Babies exposed to valproate in the womb are at high risk of serious complications.
NICE guidance has been updated to align with the advice provided on the use of valproate by the Medicines and Healthcare products Regulatory Agency (MHRA). Valproate must not be used by any woman or girl able to have children unless there is a pregnancy prevention programme (PPP) in place.
Valproate is licensed for use in treating bipolar disorder and epilepsy. It is also used outside of its product licence (off-label use) for treating neuropathic pain, migraine, depression and dementia.
If valproate is taken during pregnancy, up to 4 in 10 babies may have developmental problems and 1 in 10 may have a birth defect, according to data from the MHRA.
Total prescribing of valproate for women or girls aged 14 to 45 in England has reduced in recent years, as shown in data from the NHS Business Services Authority. Though this trend is positive, some women or girls who can have children continue to take it, which suggests that more can be done to reduce the risk.
Fewer women or girls aged 14 to 45 are being prescribed valproate
Number of women or girls, aged 14 to 45, receiving a prescription for sodium valproate
Between January to March 2019, the proportion of all patients receiving prescriptions for sodium valproate who are women or girls aged 14 to 45 ranged from 6% to 13% across CCGs.
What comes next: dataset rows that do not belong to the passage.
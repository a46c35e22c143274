//! Parser-facing AST contract for keyword invocations.
//!
//! The host parser owns statement and expression parsing; it hands the
//! compiler these nodes with the keyword already resolved to its spec.

use crate::model::spec::KeywordSpec;
use crate::model::value::Value;
use std::fmt::{Display, Formatter};
use std::sync::Arc;

/// Source location of a node, used to attribute compile errors.
#[derive(Debug, Clone, Copy, Default, PartialEq, Eq, Hash)]
pub struct SourceSpan {
    pub start: usize,
    pub end: usize,
    pub line: u32,
    pub column: u32,
}

impl SourceSpan {
    pub fn new(start: usize, end: usize, line: u32, column: u32) -> Self {
        Self {
            start,
            end,
            line,
            column,
        }
    }

    /// Span of a whole line, for callers that only track lines.
    pub fn line(line: u32) -> Self {
        Self {
            line,
            column: 1,
            ..Self::default()
        }
    }
}

impl Display for SourceSpan {
    fn fmt(&self, f: &mut Formatter<'_>) -> std::fmt::Result {
        write!(f, "{}:{}", self.line, self.column)
    }
}

#[derive(Debug, Clone)]
pub enum Expr {
    Literal(Value),
    Variable(String),
    Array(Vec<Expr>),
    Hashtable(Vec<HashtableEntry>),
    ScriptBlock(ScriptBlock),
}

impl Expr {
    pub fn string(value: impl Into<String>) -> Self {
        Self::Literal(Value::String(value.into()))
    }

    pub fn int(value: i64) -> Self {
        Self::Literal(Value::Int(value))
    }

    pub fn bool(value: bool) -> Self {
        Self::Literal(Value::Bool(value))
    }

    pub fn variable(name: impl Into<String>) -> Self {
        Self::Variable(name.into())
    }

    /// Value of the expression when it is known without running anything.
    pub fn constant_value(&self) -> Option<Value> {
        match self {
            Self::Literal(value) => Some(value.clone()),
            Self::Variable(_) | Self::ScriptBlock(_) => None,
            Self::Array(items) => items
                .iter()
                .map(Expr::constant_value)
                .collect::<Option<Vec<_>>>()
                .map(Value::Array),
            Self::Hashtable(entries) => entries
                .iter()
                .map(|entry| Some((entry.key.constant_value()?, entry.value.constant_value()?)))
                .collect::<Option<Vec<_>>>()
                .map(Value::Hashtable),
        }
    }
}

#[derive(Debug, Clone)]
pub struct HashtableEntry {
    pub key: Expr,
    pub value: Expr,
    pub span: SourceSpan,
}

impl HashtableEntry {
    pub fn new(key: Expr, value: Expr, span: SourceSpan) -> Self {
        Self { key, value, span }
    }
}

#[derive(Debug, Clone, Default)]
pub struct ScriptBlock {
    pub statements: Vec<Statement>,
    pub span: SourceSpan,
}

impl ScriptBlock {
    pub fn new(statements: Vec<Statement>, span: SourceSpan) -> Self {
        Self { statements, span }
    }
}

#[derive(Debug, Clone)]
pub enum Statement {
    Keyword(KeywordInvocation),
    Assignment {
        variable: String,
        value: Expr,
        span: SourceSpan,
    },
    Expression {
        expr: Expr,
        span: SourceSpan,
    },
}

impl Statement {
    pub fn span(&self) -> SourceSpan {
        match self {
            Self::Keyword(node) => node.span,
            Self::Assignment { span, .. } | Self::Expression { span, .. } => *span,
        }
    }
}

/// One element following the keyword name.
#[derive(Debug, Clone)]
pub enum CommandElement {
    /// `-Name [argument]`
    Parameter {
        name: String,
        argument: Option<Expr>,
        span: SourceSpan,
    },
    /// A positional argument.
    Argument { value: Expr, span: SourceSpan },
}

impl CommandElement {
    pub fn span(&self) -> SourceSpan {
        match self {
            Self::Parameter { span, .. } | Self::Argument { span, .. } => *span,
        }
    }
}

/// A keyword invocation with its flattened elements and optional body.
#[derive(Debug, Clone)]
pub struct KeywordInvocation {
    pub keyword: Arc<KeywordSpec>,
    pub elements: Vec<CommandElement>,
    pub body: Option<Expr>,
    pub span: SourceSpan,
}

impl KeywordInvocation {
    pub fn new(keyword: Arc<KeywordSpec>, span: SourceSpan) -> Self {
        Self {
            keyword,
            elements: Vec::new(),
            body: None,
            span,
        }
    }

    pub fn argument(mut self, value: Expr) -> Self {
        self.elements.push(CommandElement::Argument {
            value,
            span: self.span,
        });
        self
    }

    pub fn parameter(mut self, name: impl Into<String>, argument: Expr) -> Self {
        self.elements.push(CommandElement::Parameter {
            name: name.into(),
            argument: Some(argument),
            span: self.span,
        });
        self
    }

    pub fn switch(mut self, name: impl Into<String>) -> Self {
        self.elements.push(CommandElement::Parameter {
            name: name.into(),
            argument: None,
            span: self.span,
        });
        self
    }

    pub fn body(mut self, body: Expr) -> Self {
        self.body = Some(body);
        self
    }

    pub fn into_statement(self) -> Statement {
        Statement::Keyword(self)
    }
}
This suggests there is wide variation and there may be room for improvement in many areas.
There is CCG variation in the proportion of all patients receiving prescriptions for sodium valproate who are women or girls aged 14 to 45 (Jan to Mar 2019)
The proportion of all patients receiving prescriptions for sodium valproate who are women or girls aged 14 to 45 by CCG
To further address this risk, we have published a summary sheet which brings together existing information and advice on safe prescribing from other sources (for example, MHRA safety alerts, BNF information, summary of products data and information from the Driver and Vehicle Licensing Agency) with NICE’s existing guideline recommendations, to produce easy to access, practical recommendations supported by a visual summary.